<<<<
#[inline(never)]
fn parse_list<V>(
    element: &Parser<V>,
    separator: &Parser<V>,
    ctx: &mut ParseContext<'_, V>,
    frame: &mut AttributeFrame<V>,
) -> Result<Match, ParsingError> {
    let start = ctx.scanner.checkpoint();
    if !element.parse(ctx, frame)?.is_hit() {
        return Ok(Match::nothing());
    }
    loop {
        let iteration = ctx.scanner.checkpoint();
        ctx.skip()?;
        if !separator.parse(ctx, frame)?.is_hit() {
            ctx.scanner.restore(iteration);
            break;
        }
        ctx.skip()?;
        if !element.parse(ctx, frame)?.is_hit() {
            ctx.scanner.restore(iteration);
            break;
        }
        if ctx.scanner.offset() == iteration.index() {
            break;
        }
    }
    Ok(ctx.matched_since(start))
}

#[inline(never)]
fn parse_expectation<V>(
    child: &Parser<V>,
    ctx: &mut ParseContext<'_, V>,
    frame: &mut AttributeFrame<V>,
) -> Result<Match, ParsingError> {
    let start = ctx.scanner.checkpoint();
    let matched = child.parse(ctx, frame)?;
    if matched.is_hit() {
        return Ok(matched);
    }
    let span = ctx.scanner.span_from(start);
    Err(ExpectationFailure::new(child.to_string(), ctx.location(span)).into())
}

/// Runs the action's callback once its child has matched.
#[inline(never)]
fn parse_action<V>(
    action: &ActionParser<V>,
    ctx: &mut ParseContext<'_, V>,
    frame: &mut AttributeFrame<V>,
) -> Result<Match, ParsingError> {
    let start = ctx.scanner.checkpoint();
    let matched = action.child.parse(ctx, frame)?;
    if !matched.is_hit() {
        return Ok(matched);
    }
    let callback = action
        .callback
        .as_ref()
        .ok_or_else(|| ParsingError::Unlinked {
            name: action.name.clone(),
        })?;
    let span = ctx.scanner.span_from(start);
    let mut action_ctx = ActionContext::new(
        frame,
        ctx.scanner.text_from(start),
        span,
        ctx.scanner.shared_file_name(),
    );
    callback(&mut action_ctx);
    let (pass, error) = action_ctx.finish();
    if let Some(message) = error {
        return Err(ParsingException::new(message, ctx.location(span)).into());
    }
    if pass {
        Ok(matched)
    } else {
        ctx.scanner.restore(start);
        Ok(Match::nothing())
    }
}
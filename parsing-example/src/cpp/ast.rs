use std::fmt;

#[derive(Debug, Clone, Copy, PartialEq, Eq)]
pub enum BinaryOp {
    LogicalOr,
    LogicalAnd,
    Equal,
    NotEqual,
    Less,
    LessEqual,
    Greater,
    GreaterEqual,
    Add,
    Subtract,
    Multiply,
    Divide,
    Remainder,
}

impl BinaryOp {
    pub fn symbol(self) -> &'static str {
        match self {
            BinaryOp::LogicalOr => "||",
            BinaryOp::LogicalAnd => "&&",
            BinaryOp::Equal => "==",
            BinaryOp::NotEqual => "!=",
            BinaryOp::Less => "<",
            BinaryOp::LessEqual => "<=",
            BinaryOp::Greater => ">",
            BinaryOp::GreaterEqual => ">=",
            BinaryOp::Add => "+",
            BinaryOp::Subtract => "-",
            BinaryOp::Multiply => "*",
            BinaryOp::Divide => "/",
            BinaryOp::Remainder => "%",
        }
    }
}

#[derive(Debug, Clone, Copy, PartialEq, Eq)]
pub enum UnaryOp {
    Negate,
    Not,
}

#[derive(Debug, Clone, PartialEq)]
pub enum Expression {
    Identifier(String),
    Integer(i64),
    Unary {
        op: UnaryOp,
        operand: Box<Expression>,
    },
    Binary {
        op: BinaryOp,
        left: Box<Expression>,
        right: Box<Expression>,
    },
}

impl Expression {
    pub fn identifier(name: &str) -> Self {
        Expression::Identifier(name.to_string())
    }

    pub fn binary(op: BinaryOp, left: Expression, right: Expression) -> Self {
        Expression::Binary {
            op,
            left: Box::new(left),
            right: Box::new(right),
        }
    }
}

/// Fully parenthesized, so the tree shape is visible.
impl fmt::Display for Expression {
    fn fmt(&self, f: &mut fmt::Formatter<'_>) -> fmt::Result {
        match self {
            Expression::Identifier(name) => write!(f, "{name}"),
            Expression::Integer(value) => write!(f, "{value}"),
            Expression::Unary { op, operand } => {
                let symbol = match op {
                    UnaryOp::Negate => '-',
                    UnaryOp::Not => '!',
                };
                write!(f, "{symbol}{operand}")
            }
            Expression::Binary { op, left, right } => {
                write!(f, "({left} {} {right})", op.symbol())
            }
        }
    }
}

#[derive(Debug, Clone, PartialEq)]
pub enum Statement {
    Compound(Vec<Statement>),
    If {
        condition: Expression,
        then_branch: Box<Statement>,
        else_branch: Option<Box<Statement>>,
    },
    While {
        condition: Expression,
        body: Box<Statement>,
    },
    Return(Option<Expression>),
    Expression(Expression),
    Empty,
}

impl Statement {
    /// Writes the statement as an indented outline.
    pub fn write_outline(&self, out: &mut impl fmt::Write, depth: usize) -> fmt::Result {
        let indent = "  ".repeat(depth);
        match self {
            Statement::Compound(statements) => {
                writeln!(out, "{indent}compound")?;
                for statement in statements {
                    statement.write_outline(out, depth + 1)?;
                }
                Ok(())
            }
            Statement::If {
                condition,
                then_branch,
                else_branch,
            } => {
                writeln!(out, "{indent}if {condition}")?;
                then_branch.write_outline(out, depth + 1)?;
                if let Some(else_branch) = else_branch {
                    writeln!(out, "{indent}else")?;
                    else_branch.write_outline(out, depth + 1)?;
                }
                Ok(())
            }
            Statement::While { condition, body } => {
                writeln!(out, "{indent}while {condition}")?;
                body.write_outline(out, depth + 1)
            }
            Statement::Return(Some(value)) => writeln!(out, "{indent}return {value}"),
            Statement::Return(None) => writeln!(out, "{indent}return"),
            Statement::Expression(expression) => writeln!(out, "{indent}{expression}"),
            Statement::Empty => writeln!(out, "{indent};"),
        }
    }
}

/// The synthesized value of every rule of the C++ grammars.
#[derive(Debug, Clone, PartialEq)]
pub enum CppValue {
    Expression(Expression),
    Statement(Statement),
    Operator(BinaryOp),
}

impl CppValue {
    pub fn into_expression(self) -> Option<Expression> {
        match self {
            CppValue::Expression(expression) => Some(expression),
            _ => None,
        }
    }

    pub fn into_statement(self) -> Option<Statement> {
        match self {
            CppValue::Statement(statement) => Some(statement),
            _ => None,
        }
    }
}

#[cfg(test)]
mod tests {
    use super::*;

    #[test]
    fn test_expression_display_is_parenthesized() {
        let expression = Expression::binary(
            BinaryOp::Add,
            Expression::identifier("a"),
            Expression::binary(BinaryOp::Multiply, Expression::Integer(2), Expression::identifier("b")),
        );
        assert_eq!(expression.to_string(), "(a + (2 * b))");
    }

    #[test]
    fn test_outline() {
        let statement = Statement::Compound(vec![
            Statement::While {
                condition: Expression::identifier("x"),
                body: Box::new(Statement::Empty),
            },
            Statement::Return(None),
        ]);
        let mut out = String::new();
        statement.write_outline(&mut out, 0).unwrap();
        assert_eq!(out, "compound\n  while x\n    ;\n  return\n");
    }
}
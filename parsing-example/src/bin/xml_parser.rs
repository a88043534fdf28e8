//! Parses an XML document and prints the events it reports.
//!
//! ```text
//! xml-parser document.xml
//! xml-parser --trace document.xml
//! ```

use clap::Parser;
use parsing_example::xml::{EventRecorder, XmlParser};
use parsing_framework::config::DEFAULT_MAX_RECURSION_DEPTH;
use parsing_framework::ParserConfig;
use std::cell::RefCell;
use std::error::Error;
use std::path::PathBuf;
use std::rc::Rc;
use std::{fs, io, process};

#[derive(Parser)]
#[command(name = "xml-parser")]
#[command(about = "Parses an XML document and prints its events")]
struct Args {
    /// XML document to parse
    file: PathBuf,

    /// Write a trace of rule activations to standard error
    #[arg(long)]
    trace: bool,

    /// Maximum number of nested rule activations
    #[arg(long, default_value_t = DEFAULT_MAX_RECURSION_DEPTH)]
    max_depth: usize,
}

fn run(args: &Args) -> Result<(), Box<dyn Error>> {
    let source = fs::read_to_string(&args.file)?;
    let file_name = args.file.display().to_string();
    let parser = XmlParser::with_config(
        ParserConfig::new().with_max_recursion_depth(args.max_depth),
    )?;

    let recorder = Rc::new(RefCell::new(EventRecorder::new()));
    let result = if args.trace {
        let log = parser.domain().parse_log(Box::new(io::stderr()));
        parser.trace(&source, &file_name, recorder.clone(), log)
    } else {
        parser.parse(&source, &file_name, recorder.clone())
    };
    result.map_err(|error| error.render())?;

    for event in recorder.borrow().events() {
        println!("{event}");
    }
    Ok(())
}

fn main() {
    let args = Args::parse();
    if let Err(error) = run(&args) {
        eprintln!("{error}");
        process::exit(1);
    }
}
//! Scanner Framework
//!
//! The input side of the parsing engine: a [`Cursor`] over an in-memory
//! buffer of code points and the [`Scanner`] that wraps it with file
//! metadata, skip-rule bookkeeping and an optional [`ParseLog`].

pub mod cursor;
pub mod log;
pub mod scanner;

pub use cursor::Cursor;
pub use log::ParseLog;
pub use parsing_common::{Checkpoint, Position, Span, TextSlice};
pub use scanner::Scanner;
>>>>
Your reply should consist only of the lines running from the line with "over an in-memory" to the end of the listing, retyped exactly.

//! The input side of the parsing engine: a [`Cursor`] over an in-memory
//! buffer of code points and the [`Scanner`] that wraps it with file
//! metadata, skip-rule bookkeeping and an optional [`ParseLog`].

pub mod cursor;
pub mod log;
pub mod scanner;

pub use cursor::Cursor;
pub use log::ParseLog;
pub use parsing_common::{Checkpoint, Position, Span, TextSlice};
pub use scanner::Scanner;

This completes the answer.